Response Modes

Try this to get concise answers:

Respond in terse mode — just the facts

Try this to speed up simple tasks:

Use lightweight mode for quick fixes

Squad automatically picks the right response mode based on complexity — from instant direct answers (2s) to full multi-agent parallel work (60s). You can override anytime.

The Four Modes

Not every request needs the full agent machinery. Squad automatically selects a response mode based on the complexity of your message.

The Four Modes

Mode	Time	What Happens	When Used
Direct	~2–3s	Coordinator answers from memory — no agent spawned	Status checks, factual questions
Lightweight	~8–12s	One agent, minimal prompt — no charter/history/decisions reads	Small fixes, quick follow-ups
Standard	~25–35s	Full agent spawn with charter, history, and decisions	Normal work requests
Full	~40–60s	Multi-agent parallel spawn	Complex multi-domain tasks

Direct

The coordinator handles it alone. No sub-agent is spawned.

> What port does the server run on?
> Where are we on the auth work?
> Who's on the team?

Fast answers from context the coordinator already has.

Lightweight

One agent is spawned with a reduced prompt — skips loading charter, history, and decisions to save time.

> Fix the typo in the README
> Add that missing import
> Update the version number

Good for small, well-defined tasks where full context isn’t needed.

Standard

Full agent spawn. The agent reads its charter, history, and team decisions before working.

> Build the user profile API endpoint
> Refactor the auth middleware
> Write tests for the payment module

This is the default mode for most work.

Full

Multiple agents spawn in parallel, each with full context. A design review ceremony may trigger first.
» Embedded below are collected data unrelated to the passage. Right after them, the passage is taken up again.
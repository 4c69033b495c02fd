use crate::api::models::RoleStat;
use scraper::{Html, Selector};

const ROWS: &str = "table.data_table.sortable_table tbody tr";
const VALUE_ATTR: &str = "data-value";

/// Reads the per-role table of a stats page. The first row is the header.
/// Column 0 holds the role, columns 1 and 2 hold popularity and win rate in
/// a `<progressbar data-value>`.
pub fn extract_role_stats(html: &str) -> Vec<RoleStat> {
    let (Ok(row_sel), Ok(cell_sel), Ok(bar_sel)) = (
        Selector::parse(ROWS),
        Selector::parse("td"),
        Selector::parse("progressbar"),
    ) else {
        return vec![];
    };

    let document = Html::parse_document(html);

    document
        .select(&row_sel)
        .skip(1)
        .map(|row| {
            let cells: Vec<_> = row.select(&cell_sel).collect();
            let role = cells
                .first()
                .map(|cell| cell.text().collect::<String>().trim().to_string())
                .unwrap_or_default();
            let bar_value = |idx: usize| {
                cells
                    .get(idx)
                    .and_then(|cell| cell.select(&bar_sel).next())
                    .and_then(|bar| bar.value().attr(VALUE_ATTR))
                    .map(parse_decimal)
                    .unwrap_or(0.0)
            };

            RoleStat {
                role,
                popularity: bar_value(1),
                win_rate: bar_value(2),
            }
        })
        .collect()
}

/// Locale-agnostic decimal parse of the leading number in `raw`
/// ("12.5" -> 12.5, "48.3%" -> 48.3, "1e2" -> 100). Anything unparsable is 0.
pub fn parse_decimal(raw: &str) -> f64 {
    let s = raw.trim();
    let bytes = s.as_bytes();
    let digits_from = |mut i: usize| {
        let start = i;
        while i < bytes.len() && bytes[i].is_ascii_digit() {
            i += 1;
        }
        (i, i > start)
    };

    let mut end = 0;
    if matches!(bytes.first(), Some(b'+' | b'-')) {
        end = 1;
    }
    let (after_int, int_digits) = digits_from(end);
    end = after_int;
    let mut frac_digits = false;
    if bytes.get(end) == Some(&b'.') {
        let (after_frac, seen) = digits_from(end + 1);
        end = after_frac;
        frac_digits = seen;
    }
    if !int_digits && !frac_digits {
        return 0.0;
    }

    // exponent only counts when at least one digit follows it
    if matches!(bytes.get(end), Some(b'e' | b'E')) {
        let mut exp = end + 1;
        if matches!(bytes.get(exp), Some(b'+' | b'-')) {
            exp += 1;
        }
        let (after_exp, seen) = digits_from(exp);
        if seen {
            end = after_exp;
        }
    }

    s[..end]
        .parse::<f64>()
        .ok()
        .filter(|v| v.is_finite())
        .unwrap_or(0.0)
}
> Team, build the dashboard
> Rebuild the authentication system
> Implement the search feature end-to-end

Used for complex tasks that span multiple domains (frontend, backend, testing).

How Modes Are Selected

The coordinator picks the mode automatically based on:

Complexity of the request
Number of domains involved
Whether context is needed (history, decisions, skills)

You don’t need to specify a mode. When uncertain, the coordinator biases toward upgrading — it’s better to spend a few extra seconds loading context than to miss something.

Tips

If a response feels slow for a simple question, it’s likely using Standard when Direct would suffice. This is rare — the coordinator is good at picking the right mode.
“Team, …” prompts typically trigger Full mode.
Direct-named agent prompts (“Kane, …”) typically trigger Standard mode.
Response times depend on the Copilot platform. The numbers above are approximate.

Sample Prompts

force lightweight mode for this quick fix

Explicitly requests a reduced-context spawn for a simple task.
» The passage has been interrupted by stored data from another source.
use crate::config::Config;
use crate::error::FetchError;
use crate::scrape::{quotes, role_stats};
use serde::de::DeserializeOwned;

use super::endpoints;
use super::models::*;
use super::transport::{Transport, UreqTransport};

/// Read-only client over the champion feed, the wiki and the stats site.
///
/// Every public fetch degrades instead of failing: an empty `Vec` or `None`
/// means "unavailable", and the cause has already been logged.
pub struct ChampionClient<T: Transport = UreqTransport> {
    config: Config,
    transport: T,
}

impl ChampionClient<UreqTransport> {
    pub fn new(config: Config) -> Self {
        ChampionClient::with_transport(config, UreqTransport)
    }
}

impl<T: Transport> ChampionClient<T> {
    pub fn with_transport(config: Config, transport: T) -> Self {
        ChampionClient { config, transport }
    }

    pub fn config(&self) -> &Config {
        &self.config
    }

    pub fn transport(&self) -> &T {
        &self.transport
    }

    fn execute_request(&self, url: &str) -> Result<String, FetchError> {
        log::debug!("GET {}", url);
        let resp = self.transport.get(url, &self.config.user_agent)?;
        if !resp.is_success() {
            return Err(FetchError::Status {
                url: url.to_string(),
                status: resp.status,
            });
        }
        Ok(resp.body)
    }

    fn get_json<D: DeserializeOwned>(&self, url: &str) -> Result<D, FetchError> {
        let body = self.execute_request(url)?;
        serde_json::from_str(&body).map_err(|e| FetchError::Payload(e.to_string()))
    }

    /// Localized champion list for browsing. Empty means unavailable.
    pub fn fetch_catalog(&self) -> Vec<ChampionSummary> {
        match self.get_catalog() {
            Ok(list) => {
                log::info!("catalog: {} champions", list.len());
                list
            }
            Err(e) => {
                log::warn!("Error fetching all champions: {}", e);
                Vec::new()
            }
        }
    }

    /// Only an unusable envelope fails; a malformed entry is logged and skipped.
    fn get_catalog(&self) -> Result<Vec<ChampionSummary>, FetchError> {
        let url = endpoints::catalog_url(&self.config, &self.config.locale);
        let envelope: FeedEnvelope = self.get_json(&url)?;
        Ok(envelope
            .data
            .into_iter()
            .filter_map(|(key, value)| match serde_json::from_value(value) {
                Ok(summary) => Some(summary),
                Err(e) => {
                    log::warn!("Skipping catalog entry '{}': {}", key, e);
                    None
                }
            })
            .collect())
    }

    /// Canonical keys of the unlocalized feed, indexed case-insensitively.
    fn get_key_index(&self) -> Result<KeyIndex, FetchError> {
        let url = endpoints::catalog_url(&self.config, &self.config.canonical_locale);
        let envelope: FeedEnvelope = self.get_json(&url)?;
        Ok(KeyIndex::from_keys(envelope.data.into_iter().map(|(key, _)| key)))
    }

    /// Resolves `identifier` in any casing to the canonical key and loads the
    /// full record. `None` or `""` returns `None` without touching the network.
    pub fn fetch_detail(&self, identifier: Option<&str>) -> Option<ChampionDetail> {
        let identifier = identifier.filter(|id| !id.is_empty())?;

        match self.get_detail(identifier) {
            Ok(detail) => Some(detail),
            Err(e) => {
                log::warn!("Error fetching champion '{}': {}", identifier, e);
                None
            }
        }
    }

    fn get_detail(&self, identifier: &str) -> Result<ChampionDetail, FetchError> {
        let index = self.get_key_index()?;
        let key = index
            .resolve(identifier)
            .ok_or_else(|| FetchError::NotFound(identifier.to_string()))?;

        let url = endpoints::detail_url(&self.config, key);
        let mut envelope: FeedEnvelope = self.get_json(&url)?;
        let record = envelope
            .data
            .remove(key)
            .ok_or_else(|| FetchError::Payload(format!("detail document has no '{}' entry", key)))?;

        serde_json::from_value(record).map_err(|e| FetchError::Payload(e.to_string()))
    }

    /// Voice lines from the wiki audio page of `display_name`, in page order.
    pub fn fetch_quotes(&self, display_name: Option<&str>) -> Vec<Quote> {
        let Some(name) = display_name.map(str::trim).filter(|n| !n.is_empty()) else {
            return Vec::new();
        };

        let url = endpoints::wiki_audio_url(&self.config, name);
        match self.execute_request(&url) {
            Ok(html) => {
                let quotes = quotes::extract_quotes(&html);
                log::info!("{}: {} voice lines", name, quotes.len());
                quotes
            }
            Err(e) => {
                log::warn!("Error fetching champion audio quotes for {}: {}", name, e);
                Vec::new()
            }
        }
    }

    /// Per-role popularity and win rate from the stats site.
    pub fn fetch_role_stats(&self, slug: &str) -> Vec<RoleStat> {
        let slug = slug.trim();
        if slug.is_empty() {
            return Vec::new();
        }

        let url = endpoints::role_stats_url(&self.config, slug);
        match self.execute_request(&url) {
            Ok(html) => {
                let stats = role_stats::extract_role_stats(&html);
                log::info!("{}: {} role rows", slug, stats.len());
                stats
            }
            Err(e) => {
                log::warn!("Error fetching champion role stats for {}: {}", slug, e);
                Vec::new()
            }
        }
    }
}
what port does the API run on?

Quick factual question that triggers Direct mode with no agent spawn.

Kane, do a thorough analysis of the auth system

Requests Standard mode with full context load for complex work.

what response mode was used for that last task?

Checks which mode the coordinator selected for the previous request.

Team, rebuild the authentication system end-to-end

Multi-domain prompt that triggers Full mode with parallel agent spawns.